Tropitone and Lane Venture are among manufacturers that have developed digital technology programs for their dealers’ showrooms.

Others, such as OW Lee, are exploring Web-based solutions that allow shoppers and sales staff to explore design possibilities via computer.

OW Lee’s first venture in this direction is a “firepit builder” that will allow a shopper to select finish, tile and firepit media and see a custom-made product onscreen. That feature is scheduled to launch on OW Lee’s website this spring, says president Terri Lee Rogers.

Tropitone’s program works in tandem with its “omni-channel retail” initiative, which is designed to give a consumer the same shopping and purchase experience across all platforms.

Company policy doesn’t allow director of Sales Frank Verna to discuss the program, but he wrote in an email that it involves flat-screen televisions and “after-market streaming devices connected by HDMI” cables.

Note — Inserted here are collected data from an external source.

//! Backend port.
//!
//! The dispatcher never performs I/O itself. It hands a fully resolved
//! [`BackendRequest`] to a [`BackendClient`] together with a
//! [`ResponseCallback`]; the client answers exactly once, on any thread, at
//! any later time. `rest-client` provides the HTTP implementation.

use std::collections::BTreeMap;
use std::fmt;

use bytes::Bytes;

use crate::bulk::ContentType;
use crate::errors::BackendError;
use crate::identifiers::{
    BatchId, JobId, RecordId, ReportId, ReportInstanceId, ResultId, SObjectName,
};
use crate::operation::Operation;
use crate::propagation::{RequestHeaders, ResponseHeaders};
use crate::PayloadFormat;

/// One backend call with its resolved parameters.
#[derive(Debug, Clone, PartialEq)]
pub enum BackendCall {
    // REST
    GetVersions,
    GetResources,
    GetGlobalObjects,
    GetBasicInfo {
        object: SObjectName,
    },
    GetDescription {
        object: SObjectName,
    },
    GetSObject {
        object: SObjectName,
        id: RecordId,
        /// Fields to return; empty means all.
        fields: Vec<String>,
    },
    CreateSObject {
        object: SObjectName,
    },
    UpdateSObject {
        object: SObjectName,
        id: RecordId,
    },
    DeleteSObject {
        object: SObjectName,
        id: RecordId,
    },
    GetSObjectWithId {
        object: SObjectName,
        field: String,
        value: String,
    },
    UpsertSObject {
        object: SObjectName,
        field: String,
        value: String,
    },
    DeleteSObjectWithId {
        object: SObjectName,
        field: String,
        value: String,
    },
    GetBlobField {
        object: SObjectName,
        id: RecordId,
        field: String,
    },
    Query {
        soql: String,
    },
    QueryMore {
        /// Continuation locator returned with the previous page.
        next_records_url: String,
    },
    QueryAll {
        soql: String,
    },
    Search {
        sosl: String,
    },
    ApexCall {
        method: String,
        /// Path below the APEX REST root, templates already expanded.
        url: String,
        query: BTreeMap<String, String>,
    },
    Recent {
        limit: Option<u32>,
    },
    Limits,
    Approval,
    Approvals,

    // Bulk
    CreateJob {
        /// `Sforce-Enable-PKChunking` header value, when chunking is enabled.
        pk_chunking: Option<String>,
    },
    GetJob {
        job: JobId,
    },
    CloseJob {
        job: JobId,
    },
    AbortJob {
        job: JobId,
    },
    CreateBatch {
        job: JobId,
        content_type: ContentType,
    },
    GetBatch {
        job: JobId,
        batch: BatchId,
    },
    GetAllBatches {
        job: JobId,
    },
    GetRequest {
        job: JobId,
        batch: BatchId,
    },
    GetResults {
        job: JobId,
        batch: BatchId,
    },
    CreateBatchQuery {
        job: JobId,
        content_type: ContentType,
    },
    GetQueryResultIds {
        job: JobId,
        batch: BatchId,
    },
    GetQueryResult {
        job: JobId,
        batch: BatchId,
        result: ResultId,
    },

    // Composite
    Composite,
    CompositeBatch,
    CompositeTree {
        object: SObjectName,
    },
    CompositeCreateSObjectCollections {
        all_or_none: bool,
    },
    CompositeUpdateSObjectCollections {
        all_or_none: bool,
    },
    CompositeUpsertSObjectCollections {
        object: SObjectName,
        field: String,
        all_or_none: bool,
    },
    CompositeRetrieveSObjectCollections {
        object: SObjectName,
        ids: Vec<String>,
        fields: Vec<String>,
    },
    CompositeDeleteSObjectCollections {
        ids: Vec<String>,
        all_or_none: bool,
    },

    // Reports
    GetRecentReports,
    GetReportDescription {
        report: ReportId,
    },
    ExecuteSyncReport {
        report: ReportId,
        include_details: Option<bool>,
        /// Whether metadata travels in the request body.
        with_metadata: bool,
    },
    ExecuteAsyncReport {
        report: ReportId,
        include_details: Option<bool>,
    },
    GetReportInstances {
        report: ReportId,
    },
    GetReportResults {
        report: ReportId,
        instance: ReportInstanceId,
    },

    // Raw
    Raw {
        method: String,
        path: String,
        query: BTreeMap<String, String>,
        headers: BTreeMap<String, String>,
    },
}

impl BackendCall {
    /// The operation this call serves.
    pub fn operation(&self) -> Operation {
        match self {
            Self::GetVersions => Operation::GetVersions,
            Self::GetResources => Operation::GetResources,
            Self::GetGlobalObjects => Operation::GetGlobalObjects,
            Self::GetBasicInfo { .. } => Operation::GetBasicInfo,
            Self::GetDescription { .. } => Operation::GetDescription,
            Self::GetSObject { .. } => Operation::GetSObject,
            Self::CreateSObject { .. } => Operation::CreateSObject,
            Self::UpdateSObject { .. } => Operation::UpdateSObject,
            Self::DeleteSObject { .. } => Operation::DeleteSObject,
            Self::GetSObjectWithId { .. } => Operation::GetSObjectWithId,
            Self::UpsertSObject { .. } => Operation::UpsertSObject,
            Self::DeleteSObjectWithId { .. } => Operation::DeleteSObjectWithId,
            Self::GetBlobField { .. } => Operation::GetBlobField,
            Self::Query { .. } => Operation::Query,
            Self::QueryMore { .. } => Operation::QueryMore,
            Self::QueryAll { .. } => Operation::QueryAll,
            Self::Search { .. } => Operation::Search,
            Self::ApexCall { .. } => Operation::ApexCall,
            Self::Recent { .. } => Operation::Recent,
            Self::Limits => Operation::Limits,
            Self::Approval => Operation::Approval,
            Self::Approvals => Operation::Approvals,
            Self::CreateJob { .. } => Operation::CreateJob,
            Self::GetJob { .. } => Operation::GetJob,
            Self::CloseJob { .. } => Operation::CloseJob,
            Self::AbortJob { .. } => Operation::AbortJob,
            Self::CreateBatch { .. } => Operation::CreateBatch,
            Self::GetBatch { .. } => Operation::GetBatch,
            Self::GetAllBatches { .. } => Operation::GetAllBatches,
            Self::GetRequest { .. } => Operation::GetRequest,
            Self::GetResults { .. } => Operation::GetResults,
            Self::CreateBatchQuery { .. } => Operation::CreateBatchQuery,
            Self::GetQueryResultIds { .. } => Operation::GetQueryResultIds,
            Self::GetQueryResult { .. } => Operation::GetQueryResult,
            Self::Composite => Operation::Composite,
            Self::CompositeBatch => Operation::CompositeBatch,
            Self::CompositeTree { .. } => Operation::CompositeTree,
            Self::CompositeCreateSObjectCollections { .. } => {
                Operation::CompositeCreateSObjectCollections
            }
            Self::CompositeUpdateSObjectCollections { .. } => {
                Operation::CompositeUpdateSObjectCollections
            }
            Self::CompositeUpsertSObjectCollections { .. } => {
                Operation::CompositeUpsertSObjectCollections
            }
            Self::CompositeRetrieveSObjectCollections { .. } => {
                Operation::CompositeRetrieveSObjectCollections
            }
            Self::CompositeDeleteSObjectCollections { .. } => {
                Operation::CompositeDeleteSObjectCollections
            }
            Self::GetRecentReports => Operation::GetRecentReports,
            Self::GetReportDescription { .. } => Operation::GetReportDescription,
            Self::ExecuteSyncReport { .. } => Operation::ExecuteSyncReport,
            Self::ExecuteAsyncReport { .. } => Operation::ExecuteAsyncReport,
            Self::GetReportInstances { .. } => Operation::GetReportInstances,
            Self::GetReportResults { .. } => Operation::GetReportResults,
            Self::Raw { .. } => Operation::Raw,
        }
    }
}

/// A call ready to be sent.
#[derive(Debug, Clone, PartialEq)]
pub struct BackendRequest {
    /// What to call.
    pub call: BackendCall,
    /// Encoded request body, if the call sends one.
    pub body: Option<Bytes>,
    /// Wire format of `body` and of the expected response.
    pub format: PayloadFormat,
    /// Inbound headers forwarded on the request.
    pub headers: RequestHeaders,
}

impl BackendRequest {
    /// The operation this request serves.
    pub fn operation(&self) -> Operation {
        self.call.operation()
    }
}

/// The backend's single answer to one request.
#[derive(Debug, Default)]
pub struct BackendResponse {
    /// Response body, if any.
    pub body: Option<Bytes>,
    /// Response headers.
    pub headers: ResponseHeaders,
    /// Set when the call failed.
    pub error: Option<BackendError>,
}

impl BackendResponse {
    /// A successful response with a body.
    pub fn ok(body: impl Into<Bytes>) -> Self {
        Self {
            body: Some(body.into()),
            ..Self::default()
        }
    }

    /// A successful response without a body.
    pub fn empty() -> Self {
        Self::default()
    }

    /// A failed response.
    pub fn failed(error: BackendError) -> Self {
        Self {
            error: Some(error),
            ..Self::default()
        }
    }

    /// Adds a response header.
    #[must_use]
    pub fn with_header(mut self, name: impl Into<String>, value: impl Into<String>) -> Self {
        self.headers.insert(name.into(), value.into());
        self
    }
}

/// Receives the backend's answer; invoked at most once.
pub type ResponseCallback = Box<dyn FnOnce(BackendResponse) + Send + 'static>;

/// Issues backend calls.
///
/// Implementations must eventually invoke `on_response` exactly once per
/// request. Dropping it uninvoked is tolerated: the dispatcher then completes
/// the call with a backend error.
pub trait BackendClient: Send + Sync + fmt::Debug {
    /// Sends `request`, answering through `on_response`.
    fn execute(&self, request: BackendRequest, on_response: ResponseCallback);
}

#[cfg(test)]
mod tests {
    use super::*;

    #[test]
    fn calls_report_their_operation() {
        let call = BackendCall::GetQueryResult {
            job: JobId::new("750x").expect("non-empty"),
            batch: BatchId::new("751x").expect("non-empty"),
            result: ResultId::new("752x").expect("non-empty"),
        };
        assert_eq!(call.operation(), Operation::GetQueryResult);
        assert_eq!(BackendCall::Limits.operation(), Operation::Limits);
    }

    #[test]
    fn response_builders_set_one_outcome() {
        let ok = BackendResponse::ok("{}").with_header("Sforce-Limit-Info", "api-usage=1/100");
        assert!(ok.error.is_none());
        assert_eq!(ok.body.as_deref(), Some(&b"{}"[..]));
        assert_eq!(ok.headers["Sforce-Limit-Info"], "api-usage=1/100");

        let failed = BackendResponse::failed(BackendError::status(500, "boom"));
        assert!(failed.body.is_none());
        assert_eq!(failed.error.and_then(|error| error.status), Some(500));
    }
}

He also mentioned that some stores, and Tropitone’s showrooms, use Apple iPads that work wirelessly with the stationary equipment.

Additional details on Tropitone’s program, including the number of retailers participating and any related costs, were unavailable.

Lane Venture’s initiative involves a stand-alone, touch-screen display mounted on a slender pedestal. The device contains the entire Lane Venture catalog, says Teresa Buelin, vice president of Sales and Marketing.

The device is being tested at a handful of dealers, she says. Lane Venture retains ownership of each unit, which contains two product information videos about caring for outdoor upholstery.

Buelin says the touch-screen units will help in training salespeople as well as educating customers. “It’s to help tell our whole story and what makes our products ideal,” she says.